Everyone loves a good horror story – and everyone absolutely enjoys a good horror story that’s written well. Indian horror, both films and books, have yet to mature and evolve into the next step. The good news, though, is that upcoming authors like Neil D’Silva are making a consistent effort to create this evolution. We review Neil D’Silva’s second offering, Pishacha.
The titular character in the book is described thus by Wikipedia:
Pishachas (Sanskrit: पिशाच, Piśāca) are flesh-eating demons in Hindu mythology. Their origin is obscure, although some believe that they were created by Brahma. Another legend describes them as the sons of either Krodha (figuratively “Anger”) or as Dakṣa’s daughter Piśāca. They have been described to have a dark complexion with bulging veins and protruding, red eyes. They are believed to have their own languages, known as Paiśāci.
And that is the central theme of the book. Why is a Pishacha still in this world?

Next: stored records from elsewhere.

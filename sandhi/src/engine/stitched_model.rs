//! The running merged cloud.
//!
//! One [`StitchedModel`] exists per run and is shared by every worker
//! through an `Arc`. Absorbing a frame runs in four steps:
//!
//! ```text
//! preprocess ──► snapshot (lock, clone) ──► register vs snapshot ──► lock: append + downsample
//! ```
//!
//! Only the snapshot clone and the append/downsample hold the lock; the
//! expensive preprocessing and registration run in parallel. Registration
//! targets the model as it was when the snapshot was taken.

use std::time::{Duration, Instant};

use parking_lot::Mutex;

use super::preprocessor::FramePreprocessor;
use super::timing::TimeBreakdown;
use crate::algorithms::matching::{
    PointToPointIcp, RegistrationConfig, RegistrationEngine, RegistrationReport, SacIaMatcher,
};
use crate::core::types::{FrameIndex, PointCloud3D};
use crate::sensors::preprocessing::{
    StatisticalOutlierConfig, StatisticalOutlierFilter, VoxelDownsampler,
};
use crate::threads::MergeGate;

/// Configuration for the stitched model.
#[derive(Debug, Clone)]
pub struct StitchedModelConfig {
    /// Leaf size for the downsample after every merge; `None` disables it.
    ///
    /// Default: Some(0.1)
    pub merge_leaf_size: Option<f32>,

    /// Leaf size for the final downsample.
    ///
    /// Default: 0.1
    pub final_leaf_size: f32,

    /// Outlier removal applied to the seed frame.
    ///
    /// Default: 100 neighbours, 2.0 σ
    pub seed_outlier: StatisticalOutlierConfig,
}

impl Default for StitchedModelConfig {
    fn default() -> Self {
        Self {
            merge_leaf_size: Some(0.1),
            final_leaf_size: 0.1,
            seed_outlier: StatisticalOutlierConfig {
                neighbors: 100,
                std_mul: 2.0,
            },
        }
    }
}

/// What absorbing one frame did.
#[derive(Debug, Clone)]
pub struct MergeSummary {
    pub frame: FrameIndex,
    /// Points in the raw frame
    pub input_points: usize,
    /// Points appended after preprocessing
    pub merged_points: usize,
    /// Model size after the merge (and its downsample)
    pub model_points: usize,
    /// `None` when registration is disabled
    pub registration: Option<RegistrationReport>,
}

type Engine = RegistrationEngine<SacIaMatcher, PointToPointIcp>;

/// Shared merged cloud with serialized merges.
#[derive(Debug)]
pub struct StitchedModel {
    config: StitchedModelConfig,
    preprocessor: FramePreprocessor,
    registration: Option<Engine>,
    cloud: Mutex<PointCloud3D>,
    timing: Mutex<TimeBreakdown>,
}

impl StitchedModel {
    /// Create an empty model.
    ///
    /// # Arguments
    ///
    /// * `config` - Merge and finalize settings
    /// * `preprocessor` - Per-frame pipeline (holds the pose priors)
    /// * `registration` - Enables coarse+fine registration when `Some`
    pub fn new(
        config: StitchedModelConfig,
        preprocessor: FramePreprocessor,
        registration: Option<&RegistrationConfig>,
    ) -> Self {
        Self {
            config,
            preprocessor,
            registration: registration.map(RegistrationEngine::from_config),
            cloud: Mutex::new(PointCloud3D::new()),
            timing: Mutex::new(TimeBreakdown::default()),
        }
    }

    pub fn config(&self) -> &StitchedModelConfig {
        &self.config
    }

    pub fn preprocessor(&self) -> &FramePreprocessor {
        &self.preprocessor
    }

    pub fn registration_enabled(&self) -> bool {
        self.registration.is_some()
    }

    /// Current number of merged points.
    pub fn len(&self) -> usize {
        self.cloud.lock().len()
    }

    pub fn is_empty(&self) -> bool {
        self.cloud.lock().is_empty()
    }

    /// Copy of the current merged cloud.
    pub fn snapshot(&self) -> PointCloud3D {
        self.cloud.lock().clone()
    }

    /// Stage timings recorded so far.
    pub fn timing(&self) -> TimeBreakdown {
        *self.timing.lock()
    }

    /// Add externally measured time (frame loading, setup, output).
    pub fn record_timing(&self, f: impl FnOnce(&mut TimeBreakdown)) {
        f(&mut *self.timing.lock());
    }

    /// Start the model from the first frame.
    ///
    /// Applies the frame's pose prior, the depth gate, outlier removal
    /// (`seed_outlier`) and a downsample; no segmentation or registration.
    pub fn seed(&self, mut raw: PointCloud3D, frame_index: FrameIndex) -> MergeSummary {
        let start = Instant::now();
        let input_points = raw.len();

        self.preprocessor.correct_pose(&mut raw, frame_index);
        let gated = self.preprocessor.range_filter().apply(&raw);
        let cleaned = StatisticalOutlierFilter::new(self.config.seed_outlier).apply(&gated);
        let leaf = self
            .config
            .merge_leaf_size
            .unwrap_or(self.config.final_leaf_size);
        let seed = VoxelDownsampler::with_leaf_size(leaf).apply(&cleaned);
        let preprocess = start.elapsed();

        log::debug!(
            "Seed frame {}: {} -> {} points",
            frame_index,
            input_points,
            seed.len()
        );
        self.record_timing(|t| t.preprocess += preprocess);
        self.merge(frame_index, input_points, seed, None)
    }

    /// Preprocess, register and merge one frame.
    pub fn absorb_frame(&self, raw: PointCloud3D, frame_index: FrameIndex) -> MergeSummary {
        let input_points = raw.len();
        let candidate = self.preprocess(raw, frame_index);
        let (candidate, registration) = self.register(candidate, frame_index);
        self.merge(frame_index, input_points, candidate, registration)
    }

    /// Like [`absorb_frame`](Self::absorb_frame), but only merges if `gate`
    /// has not been cancelled. Returns `None` for an abandoned frame.
    ///
    /// The gate is checked after preprocessing so a cancelled frame skips
    /// registration.
    pub fn absorb_frame_gated(
        &self,
        raw: PointCloud3D,
        frame_index: FrameIndex,
        gate: &MergeGate,
    ) -> Option<MergeSummary> {
        let input_points = raw.len();
        let candidate = self.preprocess(raw, frame_index);
        if gate.is_cancelled() {
            log::debug!("Frame {}: cancelled before registration", frame_index);
            return None;
        }
        let (candidate, registration) = self.register(candidate, frame_index);
        if !gate.try_begin_merge() {
            log::debug!("Frame {}: cancelled before merge", frame_index);
            return None;
        }
        Some(self.merge(frame_index, input_points, candidate, registration))
    }

    fn preprocess(&self, raw: PointCloud3D, frame_index: FrameIndex) -> PointCloud3D {
        let start = Instant::now();
        let candidate = self.preprocessor.preprocess(raw, frame_index);
        let preprocess = start.elapsed();
        self.record_timing(|t| t.preprocess += preprocess);
        candidate
    }

    /// Align against a snapshot of the model, outside the lock.
    fn register(
        &self,
        mut candidate: PointCloud3D,
        frame_index: FrameIndex,
    ) -> (PointCloud3D, Option<RegistrationReport>) {
        let mut registration_time = Duration::ZERO;
        let report = self.registration.as_ref().map(|engine| {
            let start = Instant::now();
            let target = self.snapshot();
            let report = engine.register(&mut candidate, &target);
            registration_time = start.elapsed();
            log::debug!("Frame {}: {}", frame_index, report);
            report
        });

        self.record_timing(|t| t.registration += registration_time);
        (candidate, report)
    }

    /// Append under the lock and re-downsample.
    fn merge(
        &self,
        frame_index: FrameIndex,
        input_points: usize,
        candidate: PointCloud3D,
        registration: Option<RegistrationReport>,
    ) -> MergeSummary {
        let start = Instant::now();
        let merged_points = candidate.len();
        let model_points = {
            let mut cloud = self.cloud.lock();
            cloud.extend_from(&candidate);
            if let Some(leaf) = self.config.merge_leaf_size {
                VoxelDownsampler::with_leaf_size(leaf).apply_in_place(&mut cloud);
            }
            cloud.len()
        };
        let merge = start.elapsed();
        self.record_timing(|t| t.merge += merge);

        MergeSummary {
            frame: frame_index,
            input_points,
            merged_points,
            model_points,
            registration,
        }
    }

    /// Final downsample; hands the merged cloud out and leaves the model empty.
    pub fn finalize(&self) -> PointCloud3D {
        let start = Instant::now();
        let cloud = std::mem::take(&mut *self.cloud.lock());
        let before = cloud.len();
        let out = VoxelDownsampler::with_leaf_size(self.config.final_leaf_size).apply(&cloud);
        let finalize = start.elapsed();
        self.record_timing(|t| t.finalize += finalize);

        log::info!(
            "Final downsample ({}): {} -> {} points",
            self.config.final_leaf_size,
            before,
            out.len()
        );
        out
    }
}

#[cfg(test)]
mod tests {
    use super::*;
    use crate::engine::preprocessor::PreprocessorConfig;
    use crate::io::PosePriors;
    use rand::rngs::StdRng;
    use rand::{Rng, SeedableRng};
    use std::sync::Arc;
    use std::thread;

    /// Jittered 1×1 horizontal plane at z ≈ -1.05, starting at `offset_x`.
    fn plane(offset_x: f32, n: usize) -> PointCloud3D {
        let mut rng = StdRng::seed_from_u64(n as u64 + offset_x.to_bits() as u64);
        let side = (n as f32).sqrt() as usize;
        let mut cloud = PointCloud3D::with_capacity(n);
        for i in 0..side {
            for j in 0..side {
                cloud.push_xyz(
                    offset_x + i as f32 / side as f32 + rng.random_range(-0.002..0.002),
                    j as f32 / side as f32 + rng.random_range(-0.002..0.002),
                    -1.05 + rng.random_range(-0.002..0.002),
                );
            }
        }
        cloud
    }

    fn cleanup_model() -> StitchedModel {
        let pre = FramePreprocessor::new(
            PreprocessorConfig {
                walls: None,
                ..PreprocessorConfig::default()
            },
            PosePriors::new(),
        );
        StitchedModel::new(StitchedModelConfig::default(), pre, None)
    }

    #[test]
    fn test_absorb_merges_and_downsamples() {
        let model = cleanup_model();
        let summary = model.absorb_frame(plane(0.0, 900), 1);
        assert_eq!(summary.input_points, 900);
        assert_eq!(summary.merged_points, 900);
        assert!(summary.registration.is_none());
        // 1×1 plane at 0.1 leaf → about 10×10 voxels
        assert!(summary.model_points >= 100 && summary.model_points <= 121);

        // Same frame again lands in the same voxels
        let again = model.absorb_frame(plane(0.0, 900), 2);
        assert_eq!(again.model_points, summary.model_points);
    }

    #[test]
    fn test_gated_absorb_respects_cancel() {
        let model = cleanup_model();
        let gate = MergeGate::new();
        assert!(gate.try_cancel());
        assert!(model.absorb_frame_gated(plane(0.0, 400), 1, &gate).is_none());
        assert!(model.is_empty());

        let open = MergeGate::new();
        assert!(model.absorb_frame_gated(plane(0.0, 400), 1, &open).is_some());
        assert!(!model.is_empty());
    }

    #[test]
    fn test_concurrent_absorb() {
        let model = Arc::new(cleanup_model());
        let handles: Vec<_> = (0..4)
            .map(|k| {
                let model = Arc::clone(&model);
                thread::spawn(move || model.absorb_frame(plane(k as f32 * 2.0, 900), k))
            })
            .collect();
        for h in handles {
            h.join().unwrap();
        }
        // Four disjoint planes
        let n = model.len();
        assert!(n >= 400 && n <= 484, "{}", n);
    }

    #[test]
    fn test_seed_and_finalize() {
        let model = cleanup_model();
        let summary = model.seed(plane(0.0, 2500), 0);
        assert!(summary.model_points > 0);
        let out = model.finalize();
        assert_eq!(out.len(), summary.model_points);
        assert!(model.is_empty());
    }
}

What is making him kill people? Will there ever be a opportunity for him to go back to wherever he came from? All that and more forms the rest of the story. There are several characters in the book, but none of them seem stacked up to add words to the story. In fact, all the characters have very specific roles in the story.
As he did with his previous book, Neil succeeds in tying up Indian mythology and basic horror, making it an interesting read simply because it is a new kind of horror. It is clear that the author has put a good amount of thought in the creation of the Pishacha. The Indian horror scene has long been full of witches and zombies and whatnot. The very fact that the author takes pains to create the origin of the Pishacha takes this book a notch above the others that we have read.
While the story seems simple and straightforward at the beginning, there are enough twists and turns in the film to keep the reader engaged. We are sure that readers will read up this book in a minimum of two sittings.